In 2000, the year Bodman left Cabot to join the Bush administration as Deputy Commerce Secretary, Cabot accounted for 60,000 of the more than half-a-million tons of toxic emissions released into the Texas air, according to report by the Texas State Summary of Emissions.
A loophole created in the 1972 Texas Clean Air Act exempted or “grandfathered” industrial plants built before 1971 from new, stricter pollution control rules. But in the mid-1990s companies such as Cabot were supposed to curb the pollution coming from its refineries. Environmentalists demanded that then Gov. Bush rein in the polluters and close the so-called grandfather loophole as the air in Texas became smoggier.
Instead, in 1997, then Gov. Bush asked two oil company executives to outline a voluntary program that allowed the grandfathered polluters to decide on their own exactly how much to cut the pollution at their plants. The oil execs summoned a meeting of two dozen industry reps at Exxon offices in Houston and presented them with the program.

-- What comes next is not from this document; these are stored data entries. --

pub mod crypto_error;

pub use crypto_error::{CryptoError, Result};
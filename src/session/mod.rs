pub mod config;
pub mod input;
pub mod report;
pub mod session;

pub use config::SessionConfig;
pub use input::{parse_integer, parse_natural, verify_ceiling};
pub use report::{session_report, SessionReport};
pub use session::Session;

In a memo obtained under the Freedom of Information Act, one executive wrote that "clearly the insiders from oil and gas believe that the Governor's office will 'persuade' the (Texas Natural Resource Conservation Commission) to accept what program is developed between the industry group and the Governor's Office."
“And they did. And two years later this joke of a program was enacted into law by a bill written by the general counsel for the Texas Chemical Council who also lobbies for energy and utility companies. The bill was denounced by newspapers across the state,” according to a March 5, 2000 report in The Fort Worth Star-Telegram.
According to people familiar with the legislation, Sam Bodman was part of the original working group that drafted legislation that then Gov. Bush signed into law that basically permitted Cabot and other companies to continue to emit the same level—and in some cases more—toxic emissions as they had been years earlier without so much as receiving a slap-on-the-wrist by then Gov. Bush.
Bodman personally contributed $1,000 to Bush's presidential campaign and $20,000 to Republican committees in the 1999-2000 election. Bodman is the wealthiest member of the Bush administration. His net worth is estimated to be between $42 million and $164 million, the bulk of it in Cabot stock, deferred compensation and other benefits.
Bodman shoddy environmental record aside, he may also be complicit in one of Africa’s deadliest wars.
In October 2002, Bodman’s former company came under fire when a United Nations Panel of Experts produced a report accusing the company, along with several other US corporations, of helping to fuel the wars in the Democratic Republic of the Congo (DRC) while he ran Cabot by purchasing coltan from Congo during the conflict and illegally plundering the country’s vast natural resources.
Cabot has publicly denied the allegations in the UN report, but a report by the Belgian Senate states that Eagle Wings Resources International had a long?term contract to supply Cabot with coltan, which it too purchased from Congo during the war. Eagle Wings was also identified in the UN report as contributing to the war.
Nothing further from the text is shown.